Ghosting

C'est de mes larmes qu'est rempli le vase de notre amour, mais rien ne sert d'arroser si la rose est déjà fanée.

Loin, sûrement dans une cave sombre ou résonnent en écho le son strident des fractures de mon âme, c'est là où sont terrés mes derniers espoirs et ce qu'il me reste d'un organe amoureux. Mes yeux, autrefois miroirs de ta silhouette, ne sont plus que sécheresses et néants. Mais à présent, ils sont protégés par mes cernes, si creux que toutes les larmes qui tentent d'abaisser mon sourire s'y entasses.
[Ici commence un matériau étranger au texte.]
//! Deck metadata and validation.

use crate::error::{ErrorCode, ValidationError, ValidationResult, ValidationWarning, WarningCode};

/// Maximum deck title length accepted by the packaging target.
pub const MAX_TITLE_LEN: usize = 60;

/// Default author for decks built by this workspace.
pub const DEFAULT_AUTHOR: &str = "cardforge";

/// Default license identifier.
pub const DEFAULT_LICENSE: &str = "MIT";

/// Default support URL embedded in deck descriptions.
pub const DEFAULT_SUPPORT_URL: &str = "https://github.com/cardforge/cardforge";

/// Human-facing metadata describing one deck.
///
/// The title, author, and version together determine the deck's stable
/// identifiers, so changing any of them produces a new deck on import.
#[derive(Debug, Clone, PartialEq, Eq)]
pub struct DeckMetadata {
    /// Deck title shown in the flashcard application.
    pub title: String,
    /// Semantic tags applied to every note.
    pub tags: Vec<String>,
    /// One-paragraph description of what the deck teaches.
    pub description: String,
    /// Deck version string (e.g., "1.0").
    pub version: String,
    /// Deck author.
    pub author: String,
    /// License identifier.
    pub license: String,
    /// Where users report problems.
    pub support_url: String,
}

impl DeckMetadata {
    /// Creates a new metadata builder.
    pub fn builder(title: impl Into<String>) -> DeckMetadataBuilder {
        DeckMetadataBuilder::new(title)
    }

    /// Validates the metadata, collecting all errors and warnings.
    pub fn validate(&self) -> ValidationResult {
        let mut result = ValidationResult::new();

        if self.title.chars().count() > MAX_TITLE_LEN {
            result.add_error(ValidationError::new(
                ErrorCode::TitleTooLong,
                format!(
                    "title must be {} characters or less (got {})",
                    MAX_TITLE_LEN,
                    self.title.chars().count()
                ),
            ));
        }
        if self.tags.is_empty() {
            result.add_error(ValidationError::new(
                ErrorCode::NoTags,
                "at least one tag is required",
            ));
        }
        if self.description.trim().is_empty() {
            result.add_error(ValidationError::new(
                ErrorCode::EmptyDescription,
                "description is required",
            ));
        }
        if self.version.trim().is_empty() {
            result.add_error(ValidationError::new(
                ErrorCode::EmptyVersion,
                "version is required",
            ));
        }

        if self.author == DEFAULT_AUTHOR {
            result.add_warning(ValidationWarning::new(
                WarningCode::DefaultAuthor,
                "author left at default; stable IDs will collide with other default-author decks of the same title",
            ));
        }
        for tag in &self.tags {
            if tag.contains(char::is_whitespace) {
                result.add_warning(ValidationWarning::new(
                    WarningCode::TagContainsWhitespace,
                    format!("tag '{}' contains whitespace", tag),
                ));
            }
        }

        result
    }

    /// Formats the deck description block embedded in the package.
    ///
    /// Mirrors the layout users see in the deck browser: description first,
    /// then version/author/license/tags, then the support URL.
    pub fn format_description(&self) -> String {
        format!(
            "{title}\n\n{description}\n\n\
             Deck Information:\n\
             Version: {version}\n\
             Author: {author}\n\
             License: {license}\n\
             Tags: {tags}\n\n\
             Support:\n\
             For support, bug reports, or feature requests, please visit:\n\
             {support_url}",
            title = self.title,
            description = self.description,
            version = self.version,
            author = self.author,
            license = self.license,
            tags = self.tags.join(", "),
            support_url = self.support_url,
        )
    }
}

/// Builder for [`DeckMetadata`].
#[derive(Debug, Clone)]
pub struct DeckMetadataBuilder {
    title: String,
    tags: Vec<String>,
    description: String,
    version: String,
    author: String,
    license: String,
    support_url: String,
}

impl DeckMetadataBuilder {
    /// Creates a new builder with defaults for author, license, and support URL.
    pub fn new(title: impl Into<String>) -> Self {
        Self {
            title: title.into(),
            tags: Vec::new(),
            description: String::new(),
            version: "1.0".to_string(),
            author: DEFAULT_AUTHOR.to_string(),
            license: DEFAULT_LICENSE.to_string(),
            support_url: DEFAULT_SUPPORT_URL.to_string(),
        }
    }

    /// Adds a tag.
    pub fn tag(mut self, tag: impl Into<String>) -> Self {
        self.tags.push(tag.into());
        self
    }

    /// Sets the description.
    pub fn description(mut self, description: impl Into<String>) -> Self {
        self.description = description.into();
        self
    }

    /// Sets the version.
    pub fn version(mut self, version: impl Into<String>) -> Self {
        self.version = version.into();
        self
    }

    /// Sets the author.
    pub fn author(mut self, author: impl Into<String>) -> Self {
        self.author = author.into();
        self
    }

    /// Sets the license.
    pub fn license(mut self, license: impl Into<String>) -> Self {
        self.license = license.into();
        self
    }

    /// Sets the support URL.
    pub fn support_url(mut self, url: impl Into<String>) -> Self {
        self.support_url = url.into();
        self
    }

    /// Builds the metadata.
    pub fn build(self) -> DeckMetadata {
        DeckMetadata {
            title: self.title,
            tags: self.tags,
            description: self.description,
            version: self.version,
            author: self.author,
            license: self.license,
            support_url: self.support_url,
        }
    }
}

#[cfg(test)]
mod tests {
    use super::*;
    use crate::error::ErrorCode;

    fn valid_metadata() -> DeckMetadata {
        DeckMetadata::builder("Morse Code")
            .tag("morse-code")
            .description("Practice converting characters to Morse code")
            .version("1.0")
            .author("someone")
            .build()
    }

    #[test]
    fn test_valid_metadata_passes() {
        let result = valid_metadata().validate();
        assert!(result.is_ok(), "errors: {:?}", result.errors);
        assert!(result.warnings.is_empty());
    }

    #[test]
    fn test_title_too_long() {
        let mut meta = valid_metadata();
        meta.title = "x".repeat(61);
        let result = meta.validate();
        assert!(!result.is_ok());
        assert!(result
            .errors
            .iter()
            .any(|e| e.code == ErrorCode::TitleTooLong));
    }

    #[test]
    fn test_title_at_limit_passes() {
        let mut meta = valid_metadata();
        meta.title = "x".repeat(60);
        assert!(meta.validate().is_ok());
    }

    #[test]
    fn test_missing_tags() {
        let mut meta = valid_metadata();
        meta.tags.clear();
        let result = meta.validate();
        assert!(result.errors.iter().any(|e| e.code == ErrorCode::NoTags));
    }

    #[test]
    fn test_blank_description() {
        let mut meta = valid_metadata();
        meta.description = "   ".to_string();
        let result = meta.validate();
        assert!(result
            .errors
            .iter()
            .any(|e| e.code == ErrorCode::EmptyDescription));
    }

    #[test]
    fn test_default_author_warns() {
        let meta = DeckMetadata::builder("Test")
            .tag("test")
            .description("desc")
            .build();
        let result = meta.validate();
        assert!(result.is_ok());
        assert_eq!(result.warnings.len(), 1);
    }

    #[test]
    fn test_format_description_contains_metadata() {
        let meta = valid_metadata();
        let desc = meta.format_description();
        assert!(desc.contains("Morse Code"));
        assert!(desc.contains("Version: 1.0"));
        assert!(desc.contains("Author: someone"));
        assert!(desc.contains("Tags: morse-code"));
        assert!(desc.contains(DEFAULT_SUPPORT_URL));
    }
}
La fatigue émotionnelle est bien pire que toutes ces heures de sommeil que tu me dois.

Parfois, le vent souffle un grain de vie dans mes poumons, et je sens en moi renaître ma force, redonnant naissance à une douleur jusque la terrée au chaud dans l'âme. Lorsque l'âme peinée redonne voix au silence je peux percevoir un son, qui tambourine fort, si fort dans ma tête, comme pour me dire que depuis le début il est enfermé là et ne demande que l'émancipation . Est-ce là un semblant de cœur qui tente de renaître à travers la rancœur dans laquelle il étouffe, non je ne pense pas. Ce n'est pas un son qui vient de mon être, mais un son rattaché à mon être. Derrière moi, c'est de là que vient ce son, si près de moi, il semble prêt à me bondir dessus à tout moment pour m'ôter ce qu'il me reste de vie. Néanmoins, je crois qu'il n'est pas du genre a préconiser une mort rapide, sinon il ne serait pas là à rôder depuis des années, perfide il attend que je laisse tomber ma garde et que consciemment je réveille une mort latente. Ce son, qui avant semblait venir de loin, lorsque je m'en souciait peu, s'assimilait à des rires, de la joie, des couleurs et des goûts plus exotiques les uns des autres, l'insouciance est maître des beaux rêves. Mais le mensonge est d'autant plus vrai lorsqu'il est ce dont on a le plus besoin, et celui qui se camouflait pour pouvoir entrer dans nos vies sans laisser un soupçon n'était rien d'autre qu'une mascarade. Quand je percevais ce son et que je m'imposais d'être heureuse je ne comprenais pas pourquoi au fond de moi dans cette cave sombre, mon âme continuait de hurler à la mort.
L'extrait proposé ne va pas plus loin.